I sat down and let Sheila nestle up to me, her eyes were already drooping. Wayne was well out of it, the drinks I’d poured already gone. I kicked out my feet, my heel fetching up against the basket clinking those miniatures. I reached for my drink and paused, looking at my watch for no particular purpose. It was time to drink up, I sniffed my glass. It was cheap hooch and I hadn’t used the normal, branded mixers. I’d got some other stuff I thought would do the job instead. You wouldn’t know the difference, neither did I but for a slight metallic aftertaste.

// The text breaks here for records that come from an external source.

//! SQLite-backed store.
//!
//! Counters and gauges live in separate tables keyed by `metric_id`. Upserts
//! use `ON CONFLICT`: counters add the incoming delta (an overflowing sum is
//! rejected with `BadAttrValue`), gauges take the new value. Every write runs
//! inside one transaction.

use std::str::FromStr;

use async_trait::async_trait;
use sqlx::sqlite::{SqliteConnectOptions, SqlitePool, SqlitePoolOptions};
use sqlx::{Sqlite, Transaction};
use tokio::sync::OnceCell;
use tracing::{info, instrument};

use telemon_core::{Metric, MetricKind, MetricsError, Result};

use crate::schema;
use crate::store::{MetricStore, Sample};

// The WHERE guard skips an update whose sum would leave the i64 range; SQLite
// would otherwise store it as REAL. A skipped row reports zero rows affected.
const UPSERT_COUNTER: &str = "INSERT INTO counters (metric_id, metric_value) VALUES (?, ?) \
     ON CONFLICT(metric_id) DO UPDATE SET metric_value = counters.metric_value + excluded.metric_value \
     WHERE (excluded.metric_value >= 0 AND counters.metric_value <= 9223372036854775807 - excluded.metric_value) \
        OR (excluded.metric_value < 0 AND counters.metric_value >= (-9223372036854775807 - 1) - excluded.metric_value)";
const SET_COUNTER: &str = "INSERT INTO counters (metric_id, metric_value) VALUES (?, ?) \
     ON CONFLICT(metric_id) DO UPDATE SET metric_value = excluded.metric_value";
const UPSERT_GAUGE: &str = "INSERT INTO gauges (metric_id, metric_value) VALUES (?, ?) \
     ON CONFLICT(metric_id) DO UPDATE SET metric_value = excluded.metric_value";

fn db_err(e: sqlx::Error) -> MetricsError {
    MetricsError::Internal(format!("database error: {e}"))
}

/// Store backed by an sqlx SQLite pool, opened lazily by [`MetricStore::init`].
pub struct PersistentStore {
    dsn: String,
    pool: OnceCell<SqlitePool>,
}

impl PersistentStore {
    pub fn new(dsn: impl Into<String>) -> Self {
        Self {
            dsn: dsn.into(),
            pool: OnceCell::new(),
        }
    }

    fn pool(&self) -> Result<&SqlitePool> {
        self.pool
            .get()
            .ok_or_else(|| MetricsError::Unavailable("store is not initialised".into()))
    }

    fn in_memory(&self) -> bool {
        self.dsn.contains(":memory:")
    }

    async fn connect(&self) -> Result<SqlitePool> {
        let options = SqliteConnectOptions::from_str(&self.dsn)
            .map_err(|e| MetricsError::Unavailable(format!("invalid database dsn: {e}")))?
            .create_if_missing(true);

        // An in-memory database lives and dies with its single connection.
        let pool_options = if self.in_memory() {
            SqlitePoolOptions::new()
                .max_connections(1)
                .idle_timeout(None)
                .max_lifetime(None)
        } else {
            SqlitePoolOptions::new().max_connections(5)
        };

        let pool = pool_options
            .connect_with(options)
            .await
            .map_err(|e| MetricsError::Unavailable(format!("cannot open database: {e}")))?;
        schema::ensure(&pool).await?;
        Ok(pool)
    }
}

async fn apply(tx: &mut Transaction<'_, Sqlite>, id: &str, sample: Sample, absolute: bool) -> Result<()> {
    let (query, accumulate) = match sample {
        Sample::Counter(d) if absolute => (sqlx::query(SET_COUNTER).bind(id).bind(d), false),
        Sample::Counter(d) => (sqlx::query(UPSERT_COUNTER).bind(id).bind(d), true),
        Sample::Gauge(v) => (sqlx::query(UPSERT_GAUGE).bind(id).bind(v), false),
    };
    let done = query.execute(&mut **tx).await.map_err(db_err)?;
    if accumulate && done.rows_affected() == 0 {
        return Err(MetricsError::BadAttrValue(format!("counter {id} overflows i64")));
    }
    Ok(())
}

impl PersistentStore {
    /// Validate everything, then write it in one transaction.
    async fn write_all(&self, metrics: &[Metric], absolute: bool) -> Result<()> {
        let samples = metrics
            .iter()
            .map(|m| Sample::of(m).map(|s| (m.id.as_str(), s)))
            .collect::<Result<Vec<_>>>()?;

        let mut tx = self.pool()?.begin().await.map_err(db_err)?;
        for (id, sample) in samples {
            // Dropping `tx` on error rolls the transaction back.
            apply(&mut tx, id, sample, absolute).await?;
        }
        tx.commit().await.map_err(db_err)
    }
}

#[async_trait]
impl MetricStore for PersistentStore {
    fn name(&self) -> &'static str {
        "sqlite"
    }

    #[instrument(skip(self))]
    async fn init(&self) -> Result<()> {
        self.pool.get_or_try_init(|| self.connect()).await?;
        info!(in_memory = self.in_memory(), "persistent store ready");
        Ok(())
    }

    async fn get_metric(&self, query: &Metric) -> Result<Metric> {
        let pool = self.pool()?;
        let found = match query.kind {
            MetricKind::Counter => {
                sqlx::query_scalar::<_, i64>("SELECT metric_value FROM counters WHERE metric_id = ?")
                    .bind(&query.id)
                    .fetch_optional(pool)
                    .await
                    .map_err(db_err)?
                    .map(|d| Metric::counter(query.id.clone(), d))
            }
            MetricKind::Gauge => {
                sqlx::query_scalar::<_, f64>("SELECT metric_value FROM gauges WHERE metric_id = ?")
                    .bind(&query.id)
                    .fetch_optional(pool)
                    .await
                    .map_err(db_err)?
                    .map(|v| Metric::gauge(query.id.clone(), v))
            }
        };
        found.ok_or_else(|| MetricsError::NotFound(format!("{} {}", query.kind, query.id)))
    }

    async fn get_metrics(&self) -> Result<Vec<Metric>> {
        let pool = self.pool()?;
        let counters: Vec<(String, i64)> =
            sqlx::query_as("SELECT metric_id, metric_value FROM counters")
                .fetch_all(pool)
                .await
                .map_err(db_err)?;
        let gauges: Vec<(String, f64)> =
            sqlx::query_as("SELECT metric_id, metric_value FROM gauges")
                .fetch_all(pool)
                .await
                .map_err(db_err)?;

        let mut out: Vec<Metric> = counters
            .into_iter()
            .map(|(id, d)| Metric::counter(id, d))
            .collect();
        out.extend(gauges.into_iter().map(|(id, v)| Metric::gauge(id, v)));
        Ok(out)
    }

    async fn update_metric(&self, metric: &Metric) -> Result<()> {
        self.write_all(std::slice::from_ref(metric), false).await
    }

    async fn update_metrics(&self, batch: &[Metric]) -> Result<()> {
        self.write_all(batch, false).await
    }

    async fn reset_counter(&self, id: &str) -> Result<()> {
        let done = sqlx::query("UPDATE counters SET metric_value = 0 WHERE metric_id = ?")
            .bind(id)
            .execute(self.pool()?)
            .await
            .map_err(db_err)?;
        if done.rows_affected() == 0 {
            return Err(MetricsError::NotFound(format!("counter {id}")));
        }
        Ok(())
    }

    async fn set_metrics(&self, snapshot: &[Metric]) -> Result<()> {
        self.write_all(snapshot, true).await
    }

    async fn available(&self) -> Result<()> {
        sqlx::query("SELECT 1")
            .execute(self.pool()?)
            .await
            .map_err(|e| MetricsError::Unavailable(e.to_string()))?;
        Ok(())
    }

    async fn close(&self) -> Result<()> {
        if let Some(pool) = self.pool.get() {
            pool.close().await;
            info!("persistent store closed");
        }
        Ok(())
    }
}

#[cfg(test)]
mod tests {
    #![allow(clippy::unwrap_used)]

    use super::*;

    async fn memory_store() -> PersistentStore {
        let store = PersistentStore::new("sqlite::memory:");
        store.init().await.unwrap();
        store
    }

    #[tokio::test]
    async fn upserts_follow_kind_semantics() {
        let store = memory_store().await;
        store.update_metric(&Metric::counter("hits", 5)).await.unwrap();
        store.update_metric(&Metric::counter("hits", 3)).await.unwrap();
        store.update_metric(&Metric::gauge("temp", 21.5)).await.unwrap();
        store.update_metric(&Metric::gauge("temp", 19.0)).await.unwrap();

        let c = store.get_metric(&Metric::query("hits", MetricKind::Counter)).await.unwrap();
        assert_eq!(c.delta, Some(8));
        let g = store.get_metric(&Metric::query("temp", MetricKind::Gauge)).await.unwrap();
        assert_eq!(g.value, Some(19.0));
        assert_eq!(store.get_metrics().await.unwrap().len(), 2);
    }

    #[tokio::test]
    async fn missing_metric_and_counter_reset() {
        let store = memory_store().await;
        let err = store
            .get_metric(&Metric::query("nope", MetricKind::Gauge))
            .await
            .unwrap_err();
        assert_eq!(err.client_code().as_str(), "NOT_FOUND");
        assert!(store.reset_counter("nope").await.is_err());

        store.update_metric(&Metric::counter("c", 9)).await.unwrap();
        store.reset_counter("c").await.unwrap();
        let c = store.get_metric(&Metric::query("c", MetricKind::Counter)).await.unwrap();
        assert_eq!(c.delta, Some(0));
    }

    #[tokio::test]
    async fn invalid_batch_writes_nothing() {
        let store = memory_store().await;
        let batch = vec![
            Metric::counter("hits", 1),
            Metric::query("broken", MetricKind::Counter),
        ];
        assert!(store.update_metrics(&batch).await.is_err());
        assert!(store.get_metrics().await.unwrap().is_empty());
    }

    #[tokio::test]
    async fn batch_is_applied_in_one_go() {
        let store = memory_store().await;
        let batch = vec![
            Metric::gauge("temp", 1.0),
            Metric::counter("hits", 1),
            Metric::counter("hits", 2),
        ];
        store.update_metrics(&batch).await.unwrap();
        let c = store.get_metric(&Metric::query("hits", MetricKind::Counter)).await.unwrap();
        assert_eq!(c.delta, Some(3));
    }

    #[tokio::test]
    async fn counter_overflow_is_rejected_and_rolled_back() {
        let store = memory_store().await;
        store.update_metric(&Metric::counter("c", i64::MAX)).await.unwrap();

        let err = store.update_metric(&Metric::counter("c", 1)).await.unwrap_err();
        assert_eq!(err.client_code().as_str(), "BAD_ATTR_VALUE");

        let batch = vec![Metric::gauge("temp", 2.0), Metric::counter("c", 1)];
        let err = store.update_metrics(&batch).await.unwrap_err();
        assert_eq!(err.client_code().as_str(), "BAD_ATTR_VALUE");

        // The table still reads back as integers and nothing from the batch landed.
        let c = store.get_metric(&Metric::query("c", MetricKind::Counter)).await.unwrap();
        assert_eq!(c.delta, Some(i64::MAX));
        assert_eq!(store.get_metrics().await.unwrap().len(), 1);

        store.update_metric(&Metric::counter("c", -5)).await.unwrap();
        let c = store.get_metric(&Metric::query("c", MetricKind::Counter)).await.unwrap();
        assert_eq!(c.delta, Some(i64::MAX - 5));
    }

    #[tokio::test]
    async fn negative_delta_underflow_is_rejected() {
        let store = memory_store().await;
        store.update_metric(&Metric::counter("c", i64::MIN)).await.unwrap();
        let err = store.update_metric(&Metric::counter("c", -1)).await.unwrap_err();
        assert_eq!(err.client_code().as_str(), "BAD_ATTR_VALUE");
        let c = store.get_metric(&Metric::query("c", MetricKind::Counter)).await.unwrap();
        assert_eq!(c.delta, Some(i64::MIN));
    }

    #[tokio::test]
    async fn uninitialised_store_is_unavailable() {
        let store = PersistentStore::new("sqlite::memory:");
        let err = store.available().await.unwrap_err();
        assert_eq!(err.client_code().as_str(), "UNAVAILABLE");
        store.init().await.unwrap();
        store.available().await.unwrap();
    }

    #[tokio::test]
    async fn values_survive_reopen() {
        let dir = tempfile::tempdir().unwrap();
        let dsn = format!("sqlite://{}", dir.path().join("metrics.db").display());

        let store = PersistentStore::new(dsn.clone());
        store.init().await.unwrap();
        store
            .update_metrics(&[Metric::gauge("temp", 1.0), Metric::counter("hits", 1)])
            .await
            .unwrap();
        store.close().await.unwrap();

        let reopened = PersistentStore::new(dsn);
        reopened.init().await.unwrap();
        let g = reopened.get_metric(&Metric::query("temp", MetricKind::Gauge)).await.unwrap();
        assert_eq!(g.value, Some(1.0));
        let c = reopened.get_metric(&Metric::query("hits", MetricKind::Counter)).await.unwrap();
        assert_eq!(c.delta, Some(1));
    }
}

As my eyes flicked around the room in the grey, growing quiet of the evening, I could just hear them breathing, just. I was getting drowsy too.

I could still make out the front door I’d locked.  This time there would be no dogs for her, or for any of us. I was sure.

It was for the best, my words not yours.

Reviews

Written by Phil (6838 comments posted) 31st March 2007
Almost bleak - but it should have been. I can't put my finger on what, but there's something stopping me connecting with this and feeling it just a little deeper. Maybe it's just me. 
 
I 'liked' (if that's the right word) the ending. 
 
Phil.

Written by anorwegianwood (278 comments posted) 31st March 2007
I liked the ending, too. This has a good (or rather, bad) atmosphere with a nice confessional style to it. It does feel a little detached, though, as Phil said, but I'm not sure what it is either. Maybe because there wasn't much about the narrator's relationship with Sheila; the narrator seemed more like an observer than a player in this, so it was hard to connect with him. I'd also rethink the title. It took me a while to get Mike Myers out of my head when I was reading.